Stored data
Segment Open
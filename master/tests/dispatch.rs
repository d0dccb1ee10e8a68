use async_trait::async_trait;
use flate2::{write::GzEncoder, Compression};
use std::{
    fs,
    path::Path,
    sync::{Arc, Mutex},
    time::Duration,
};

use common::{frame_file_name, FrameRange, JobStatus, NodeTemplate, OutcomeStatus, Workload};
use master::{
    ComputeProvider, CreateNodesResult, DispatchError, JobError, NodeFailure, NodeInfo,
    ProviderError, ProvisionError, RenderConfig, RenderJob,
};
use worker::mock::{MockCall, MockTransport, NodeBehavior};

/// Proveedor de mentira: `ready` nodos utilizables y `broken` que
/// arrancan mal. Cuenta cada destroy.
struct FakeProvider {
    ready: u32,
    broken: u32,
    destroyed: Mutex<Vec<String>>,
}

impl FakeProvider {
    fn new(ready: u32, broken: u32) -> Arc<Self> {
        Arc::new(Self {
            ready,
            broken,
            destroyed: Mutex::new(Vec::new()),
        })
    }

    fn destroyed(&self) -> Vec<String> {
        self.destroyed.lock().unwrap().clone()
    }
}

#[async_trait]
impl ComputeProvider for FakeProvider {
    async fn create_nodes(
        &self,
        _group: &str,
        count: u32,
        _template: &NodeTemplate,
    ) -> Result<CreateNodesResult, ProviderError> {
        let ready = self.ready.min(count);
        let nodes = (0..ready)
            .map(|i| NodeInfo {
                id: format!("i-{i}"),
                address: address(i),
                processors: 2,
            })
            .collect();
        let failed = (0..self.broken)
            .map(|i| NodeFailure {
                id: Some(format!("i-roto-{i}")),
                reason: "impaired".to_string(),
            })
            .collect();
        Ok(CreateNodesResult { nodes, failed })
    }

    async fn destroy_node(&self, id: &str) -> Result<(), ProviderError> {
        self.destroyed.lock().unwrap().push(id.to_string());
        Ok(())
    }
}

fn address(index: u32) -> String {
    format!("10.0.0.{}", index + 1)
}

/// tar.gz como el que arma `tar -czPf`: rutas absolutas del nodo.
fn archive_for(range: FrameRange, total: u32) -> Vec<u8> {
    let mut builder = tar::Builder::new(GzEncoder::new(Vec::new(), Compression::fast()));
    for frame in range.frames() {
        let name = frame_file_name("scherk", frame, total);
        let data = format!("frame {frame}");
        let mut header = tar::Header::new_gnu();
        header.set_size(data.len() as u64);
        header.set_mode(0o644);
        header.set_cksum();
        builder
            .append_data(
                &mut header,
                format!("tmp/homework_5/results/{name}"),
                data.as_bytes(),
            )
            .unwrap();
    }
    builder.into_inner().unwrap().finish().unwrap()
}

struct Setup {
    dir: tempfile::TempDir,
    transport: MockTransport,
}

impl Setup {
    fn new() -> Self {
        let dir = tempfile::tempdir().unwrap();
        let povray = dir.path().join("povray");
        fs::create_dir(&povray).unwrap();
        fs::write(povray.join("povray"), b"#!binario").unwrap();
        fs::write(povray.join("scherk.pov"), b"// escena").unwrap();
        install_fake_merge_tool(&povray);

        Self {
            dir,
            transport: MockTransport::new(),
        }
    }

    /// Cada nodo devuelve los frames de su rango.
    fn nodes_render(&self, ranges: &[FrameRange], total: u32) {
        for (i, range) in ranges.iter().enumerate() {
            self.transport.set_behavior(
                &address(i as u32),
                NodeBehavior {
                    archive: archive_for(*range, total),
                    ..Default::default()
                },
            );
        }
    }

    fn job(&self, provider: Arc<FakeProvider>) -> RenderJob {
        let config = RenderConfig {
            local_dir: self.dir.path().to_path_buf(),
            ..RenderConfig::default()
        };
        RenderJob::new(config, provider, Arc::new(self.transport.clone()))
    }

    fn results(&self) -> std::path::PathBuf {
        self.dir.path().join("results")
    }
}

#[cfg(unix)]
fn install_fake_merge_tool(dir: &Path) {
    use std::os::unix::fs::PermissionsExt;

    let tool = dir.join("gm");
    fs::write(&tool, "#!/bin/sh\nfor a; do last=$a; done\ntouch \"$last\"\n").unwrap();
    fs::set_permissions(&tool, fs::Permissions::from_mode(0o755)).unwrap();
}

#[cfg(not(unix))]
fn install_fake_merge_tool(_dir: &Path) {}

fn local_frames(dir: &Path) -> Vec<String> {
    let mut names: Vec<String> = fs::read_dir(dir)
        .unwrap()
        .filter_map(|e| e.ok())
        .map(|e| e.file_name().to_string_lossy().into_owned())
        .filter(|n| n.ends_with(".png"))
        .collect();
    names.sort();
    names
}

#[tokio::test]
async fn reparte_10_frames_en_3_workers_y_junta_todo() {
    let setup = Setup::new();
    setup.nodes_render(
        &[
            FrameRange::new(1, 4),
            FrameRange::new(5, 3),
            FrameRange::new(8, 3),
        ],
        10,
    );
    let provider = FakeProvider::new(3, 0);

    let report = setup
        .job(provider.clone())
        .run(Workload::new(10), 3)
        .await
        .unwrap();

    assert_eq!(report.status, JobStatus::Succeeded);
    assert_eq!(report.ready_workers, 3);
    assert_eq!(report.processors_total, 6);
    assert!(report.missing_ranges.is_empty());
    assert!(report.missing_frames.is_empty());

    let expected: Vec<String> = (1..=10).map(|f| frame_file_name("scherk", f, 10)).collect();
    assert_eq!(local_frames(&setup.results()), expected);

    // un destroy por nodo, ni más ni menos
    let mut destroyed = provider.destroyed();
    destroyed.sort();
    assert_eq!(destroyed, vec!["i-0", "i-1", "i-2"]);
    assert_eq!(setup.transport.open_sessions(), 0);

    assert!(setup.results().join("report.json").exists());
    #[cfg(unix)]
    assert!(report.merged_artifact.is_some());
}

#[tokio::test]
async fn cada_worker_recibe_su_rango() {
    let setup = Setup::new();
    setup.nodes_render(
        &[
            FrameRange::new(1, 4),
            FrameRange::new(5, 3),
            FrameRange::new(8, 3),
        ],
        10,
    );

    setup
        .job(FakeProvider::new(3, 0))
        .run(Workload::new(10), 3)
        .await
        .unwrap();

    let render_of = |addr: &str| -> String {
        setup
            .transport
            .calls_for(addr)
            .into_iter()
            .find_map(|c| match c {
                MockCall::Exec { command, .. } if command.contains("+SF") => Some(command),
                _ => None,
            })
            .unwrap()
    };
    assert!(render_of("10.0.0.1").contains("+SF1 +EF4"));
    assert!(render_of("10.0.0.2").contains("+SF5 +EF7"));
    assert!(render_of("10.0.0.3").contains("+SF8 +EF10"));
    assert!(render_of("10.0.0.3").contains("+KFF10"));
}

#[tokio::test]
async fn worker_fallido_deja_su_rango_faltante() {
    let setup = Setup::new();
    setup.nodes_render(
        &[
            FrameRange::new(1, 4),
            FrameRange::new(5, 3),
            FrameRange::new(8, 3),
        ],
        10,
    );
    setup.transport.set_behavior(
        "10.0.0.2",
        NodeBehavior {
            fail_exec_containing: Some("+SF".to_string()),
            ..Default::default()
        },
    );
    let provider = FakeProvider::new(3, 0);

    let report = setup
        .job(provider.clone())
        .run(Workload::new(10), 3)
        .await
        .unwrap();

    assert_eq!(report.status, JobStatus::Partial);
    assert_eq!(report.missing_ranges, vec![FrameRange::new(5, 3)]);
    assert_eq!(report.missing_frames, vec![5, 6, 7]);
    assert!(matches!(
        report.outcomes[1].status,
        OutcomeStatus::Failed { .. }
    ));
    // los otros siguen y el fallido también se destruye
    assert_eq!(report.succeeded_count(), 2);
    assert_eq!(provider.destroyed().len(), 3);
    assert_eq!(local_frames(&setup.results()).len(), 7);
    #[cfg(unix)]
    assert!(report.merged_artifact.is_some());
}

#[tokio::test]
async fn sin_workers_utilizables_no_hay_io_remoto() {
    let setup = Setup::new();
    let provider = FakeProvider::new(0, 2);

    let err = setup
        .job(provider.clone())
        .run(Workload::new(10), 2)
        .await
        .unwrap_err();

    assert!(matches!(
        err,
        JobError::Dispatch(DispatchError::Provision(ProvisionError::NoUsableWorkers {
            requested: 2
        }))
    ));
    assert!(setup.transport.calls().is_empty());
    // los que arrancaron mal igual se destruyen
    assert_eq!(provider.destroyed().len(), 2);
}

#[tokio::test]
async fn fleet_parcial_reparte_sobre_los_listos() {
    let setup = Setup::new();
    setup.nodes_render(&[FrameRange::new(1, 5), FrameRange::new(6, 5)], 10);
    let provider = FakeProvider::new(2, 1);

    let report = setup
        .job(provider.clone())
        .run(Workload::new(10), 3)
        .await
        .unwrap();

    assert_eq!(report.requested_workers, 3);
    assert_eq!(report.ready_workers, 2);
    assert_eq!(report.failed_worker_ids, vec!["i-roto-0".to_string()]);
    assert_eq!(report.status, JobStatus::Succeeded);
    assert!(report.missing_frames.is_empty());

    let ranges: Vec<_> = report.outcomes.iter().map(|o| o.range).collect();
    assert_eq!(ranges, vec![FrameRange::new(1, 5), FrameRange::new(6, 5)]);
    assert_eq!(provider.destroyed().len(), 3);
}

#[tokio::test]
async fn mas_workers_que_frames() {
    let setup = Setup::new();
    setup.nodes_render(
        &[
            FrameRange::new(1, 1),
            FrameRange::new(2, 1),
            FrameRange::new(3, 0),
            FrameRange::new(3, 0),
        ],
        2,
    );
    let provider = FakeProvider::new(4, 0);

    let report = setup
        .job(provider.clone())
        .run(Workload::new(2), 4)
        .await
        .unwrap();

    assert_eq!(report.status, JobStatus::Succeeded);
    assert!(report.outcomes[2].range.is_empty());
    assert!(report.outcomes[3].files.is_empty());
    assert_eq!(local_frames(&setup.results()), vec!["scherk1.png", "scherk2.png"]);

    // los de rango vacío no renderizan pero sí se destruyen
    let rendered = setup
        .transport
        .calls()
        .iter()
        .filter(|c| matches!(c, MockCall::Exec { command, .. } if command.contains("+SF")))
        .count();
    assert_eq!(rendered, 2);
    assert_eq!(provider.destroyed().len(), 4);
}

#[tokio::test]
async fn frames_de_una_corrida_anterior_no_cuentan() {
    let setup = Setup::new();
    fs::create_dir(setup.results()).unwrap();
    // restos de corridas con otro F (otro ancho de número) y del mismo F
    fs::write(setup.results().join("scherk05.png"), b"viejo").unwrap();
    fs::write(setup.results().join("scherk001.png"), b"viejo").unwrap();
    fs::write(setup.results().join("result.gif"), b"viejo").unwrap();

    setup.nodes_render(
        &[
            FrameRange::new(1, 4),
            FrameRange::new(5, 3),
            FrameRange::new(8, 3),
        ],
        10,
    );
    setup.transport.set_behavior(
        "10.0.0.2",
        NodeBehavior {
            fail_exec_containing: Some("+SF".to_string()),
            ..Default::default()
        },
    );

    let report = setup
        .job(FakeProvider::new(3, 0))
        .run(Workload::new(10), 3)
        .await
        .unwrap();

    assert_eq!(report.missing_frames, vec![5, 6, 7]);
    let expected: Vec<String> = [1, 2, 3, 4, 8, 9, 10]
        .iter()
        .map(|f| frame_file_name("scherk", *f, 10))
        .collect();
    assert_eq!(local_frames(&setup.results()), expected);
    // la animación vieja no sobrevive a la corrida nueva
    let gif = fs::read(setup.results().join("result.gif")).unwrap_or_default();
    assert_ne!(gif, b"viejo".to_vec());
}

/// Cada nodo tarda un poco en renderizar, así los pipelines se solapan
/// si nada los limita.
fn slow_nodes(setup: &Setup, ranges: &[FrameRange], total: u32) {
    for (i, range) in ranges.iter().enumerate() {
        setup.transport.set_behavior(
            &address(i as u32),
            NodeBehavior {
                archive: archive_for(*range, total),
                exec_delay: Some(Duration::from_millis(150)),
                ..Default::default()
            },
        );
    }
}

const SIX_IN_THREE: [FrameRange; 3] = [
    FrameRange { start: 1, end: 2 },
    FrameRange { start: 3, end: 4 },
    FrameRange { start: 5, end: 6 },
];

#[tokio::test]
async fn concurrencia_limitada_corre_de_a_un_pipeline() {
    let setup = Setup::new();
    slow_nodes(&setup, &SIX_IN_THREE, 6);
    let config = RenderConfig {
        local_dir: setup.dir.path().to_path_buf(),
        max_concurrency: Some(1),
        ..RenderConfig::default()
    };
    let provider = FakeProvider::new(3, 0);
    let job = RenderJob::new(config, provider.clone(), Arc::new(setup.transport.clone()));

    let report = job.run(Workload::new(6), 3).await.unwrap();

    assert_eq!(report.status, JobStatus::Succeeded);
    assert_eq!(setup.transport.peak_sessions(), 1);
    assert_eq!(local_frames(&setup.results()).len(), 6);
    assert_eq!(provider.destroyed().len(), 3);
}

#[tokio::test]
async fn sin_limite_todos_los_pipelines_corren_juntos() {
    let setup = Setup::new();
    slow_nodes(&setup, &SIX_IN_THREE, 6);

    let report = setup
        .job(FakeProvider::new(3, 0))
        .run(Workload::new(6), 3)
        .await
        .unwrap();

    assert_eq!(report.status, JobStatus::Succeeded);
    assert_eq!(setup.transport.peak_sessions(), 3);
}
Segment Closed
### [Your instructions]
Using the data above, count the lines that include "expected" and write the number alone.

### [Result of the task]
4